Nótese que guardar silencio no es lo mismo que callar. Es más bien saber cuándo y cómo decir sólo aquello que merezca la pena quebrantarlo. Es también abrir los sentidos. Si guardáramos más silencio comprobaríamos que todo a nuestro alrededor habla o tiene algo que decir. El mundo nos revela sus secretos con sordina. Ahí reside su magia y su misterio. Y de ahí nuestra curiosa pulsión por tratar de entenderlos. El hábito y el deseo, la cultura que nos rodea o las modas que nos atrapan, se forman, transforman y desaparecen en silencio. La lógica del mundo que habitamos se desarrolla con tal mutismo que tampoco extraña que en no pocas ocasiones se atribuya al destino, la providencia o a otras fuerzas igual de esotéricas y supersticiosas. En otras tantas, las explicaciones que damos del mundo, vestidas de racionalidad, son tan rocambolescas que también sería mejor callar. A veces, sin embargo, conseguimos escuchar su silente lógica y, otras menos, entenderla, pero se requieren siempre ojos atentos y oídos entrenados. Se requiere silencio para escuchar al silencio. Si Dios incluso cuando calla, habla, revelándonos los secretos del mundo sin mediar palabra, parafraseando a Kierkegaard, mucho me temo que hoy, entre tanto ruido, no oiríamos a Dios aunque gritara. No le oiríamos aunque existiera.
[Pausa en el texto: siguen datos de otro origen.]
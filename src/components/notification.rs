//! Toast Notifications
//!
//! Each call mounts one independent toast on the body and schedules its
//! own enter, exit and removal. There is no queue and no stacking.

use gloo_timers::future::TimeoutFuture;
use leptos::mount::mount_to;
use leptos::prelude::*;
use leptos::task::spawn_local;
use web_sys::Document;

use crate::config::Timing;
use crate::dom;
use crate::error::DomResult;
use crate::styles::{NOTIFICATION_CSS, NOTIFICATION_STYLE_ID};

/// Toast color / severity
#[derive(Debug, Clone, Copy, PartialEq, Eq, Default)]
pub enum Severity {
    Success,
    Error,
    #[default]
    Info,
}

impl Severity {
    pub fn as_str(&self) -> &'static str {
        match self {
            Severity::Success => "success",
            Severity::Error => "error",
            Severity::Info => "info",
        }
    }

    /// Unknown tags fall back to `Info`
    pub fn from_str(s: &str) -> Self {
        match s {
            "success" => Severity::Success,
            "error" => Severity::Error,
            _ => Severity::Info,
        }
    }
}

/// Lifecycle stage a toast moves into after insertion
#[derive(Debug, Clone, Copy, PartialEq, Eq)]
pub enum Phase {
    Visible,
    Leaving,
    Removed,
}

/// Toast timeline, offsets measured from insertion
#[derive(Debug, Clone, Copy, PartialEq, Eq)]
pub struct Timeline {
    pub show_at_ms: u32,
    pub hide_at_ms: u32,
    pub exit_ms: u32,
}

impl Timeline {
    /// Each phase with the wait (ms) since the previous step
    pub fn steps(&self) -> [(u32, Phase); 3] {
        [
            (self.show_at_ms, Phase::Visible),
            (self.hide_at_ms.saturating_sub(self.show_at_ms), Phase::Leaving),
            (self.exit_ms, Phase::Removed),
        ]
    }
}

impl From<&Timing> for Timeline {
    fn from(timing: &Timing) -> Self {
        Self {
            show_at_ms: timing.notification_enter_ms,
            hide_at_ms: timing.notification_visible_ms,
            exit_ms: timing.notification_exit_ms,
        }
    }
}

fn toast_class(severity: Severity, shown: bool) -> String {
    let mut class = format!("notification notification-{}", severity.as_str());
    if shown {
        class.push_str(" show");
    }
    class
}

#[component]
fn Toast(message: String, severity: Severity, shown: ArcRwSignal<bool>) -> impl IntoView {
    view! {
        <div class=move || toast_class(severity, shown.get()) role="status">
            {message}
        </div>
    }
}

/// Show a transient toast
pub fn show(document: &Document, timing: &Timing, message: &str, severity: Severity) -> DomResult<()> {
    dom::inject_style_once(document, NOTIFICATION_STYLE_ID, NOTIFICATION_CSS)?;
    let body = dom::body(document)?;
    let timeline = Timeline::from(timing);

    let shown = ArcRwSignal::new(false);
    let handle = {
        let shown = shown.clone();
        let message = message.to_string();
        mount_to(body, move || view! { <Toast message severity shown /> })
    };
    log::debug!("notification ({}): {}", severity.as_str(), message);

    spawn_local(async move {
        let mut handle = Some(handle);
        for (wait_ms, phase) in timeline.steps() {
            TimeoutFuture::new(wait_ms).await;
            match phase {
                Phase::Visible => shown.set(true),
                Phase::Leaving => shown.set(false),
                // Dropping the handle unmounts the toast
                Phase::Removed => drop(handle.take()),
            }
        }
    });
    Ok(())
}
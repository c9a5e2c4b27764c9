//! Console Logger
//!
//! `log` backend for the browser: formats each record with a wall-clock
//! timestamp and forwards it to the matching `console.*` method.

use std::fmt::Display;

use log::{Level, LevelFilter, Log, Metadata, Record, SetLoggerError};
use wasm_bindgen::JsValue;

/// Logger writing to the devtools console
pub struct ConsoleLogger {
    level: LevelFilter,
}

impl ConsoleLogger {
    pub fn new(level: LevelFilter) -> Self {
        Self { level }
    }
}

impl Log for ConsoleLogger {
    fn enabled(&self, metadata: &Metadata) -> bool {
        metadata.level() <= self.level
    }

    fn log(&self, record: &Record) {
        if !self.enabled(record.metadata()) {
            return;
        }

        let timestamp = chrono::Local::now().format("%H:%M:%S%.3f").to_string();
        let line = format_line(&timestamp, record.level(), record.target(), record.args());
        let line = JsValue::from_str(&line);

        match record.level() {
            Level::Error => web_sys::console::error_1(&line),
            Level::Warn => web_sys::console::warn_1(&line),
            Level::Info => web_sys::console::info_1(&line),
            Level::Debug => web_sys::console::log_1(&line),
            Level::Trace => web_sys::console::debug_1(&line),
        }
    }

    fn flush(&self) {}
}

/// Install the console logger as the global `log` backend.
///
/// Fails if another logger has already been set.
pub fn init(level: LevelFilter) -> Result<(), SetLoggerError> {
    log::set_boxed_logger(Box::new(ConsoleLogger::new(level)))?;
    log::set_max_level(level);
    Ok(())
}

/// Render one console line: `HH:MM:SS.mmm LEVEL target: message`
pub fn format_line(timestamp: &str, level: Level, target: &str, message: impl Display) -> String {
    format!("{} {:<5} {}: {}", timestamp, level, target, message)
}

#[cfg(test)]
mod tests {
    use super::*;

    #[test]
    fn test_format_line() {
        let line = format_line("12:00:01.250", Level::Info, "portfolio_ui::site", "attached navigation");
        assert_eq!(line, "12:00:01.250 INFO  portfolio_ui::site: attached navigation");
    }

    #[test]
    fn test_format_line_pads_level() {
        let warn = format_line("t", Level::Warn, "x", "m");
        let error = format_line("t", Level::Error, "x", "m");
        assert_eq!(warn, "t WARN  x: m");
        assert_eq!(error, "t ERROR x: m");
    }

    #[test]
    fn test_enabled_respects_level() {
        let logger = ConsoleLogger::new(LevelFilter::Info);
        let info = Metadata::builder().level(Level::Info).target("t").build();
        let debug = Metadata::builder().level(Level::Debug).target("t").build();
        assert!(logger.enabled(&info));
        assert!(!logger.enabled(&debug));
    }
}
Hay que hablar más del silencio. Practicarlo con más frecuencia. Desde la Antigüedad a nuestros días, de su ejercicio se han beneficiado filósofos y músicos, monjes y cirujanos, pintores y poetas. Por algo será. Quizá la diferencia entre el corte limpio y el trazo grueso, entre la palabra precisa y el ripio, entre la corchea bien traída y la ocurrencia más peregrina esté en evitar la dispersión y la distracción; en promover la quietud y el sosiego, la atención, la escucha y la concentración.
Eso sí, tampoco lo sacralicemos. Cierto es, señalaba Aristóteles, que pocas veces nos arrepentiremos de guardar silencio y muchas lo haremos por lo contrario. Hay otras, sin embargo, en que nos arrepentiremos de no hablar. En esas ocasiones, la virtud radica en romperlo. Ante las injusticias que nos rodean, debemos alzar la voz. Ante la explotación, el abuso o la mentira, debemos pronunciarnos alto. Ahí el silencio no nos hace mejores sino más bien cómplices. Amigos del verdugo. Sólo ahí, con toda seguridad, sería un error callar.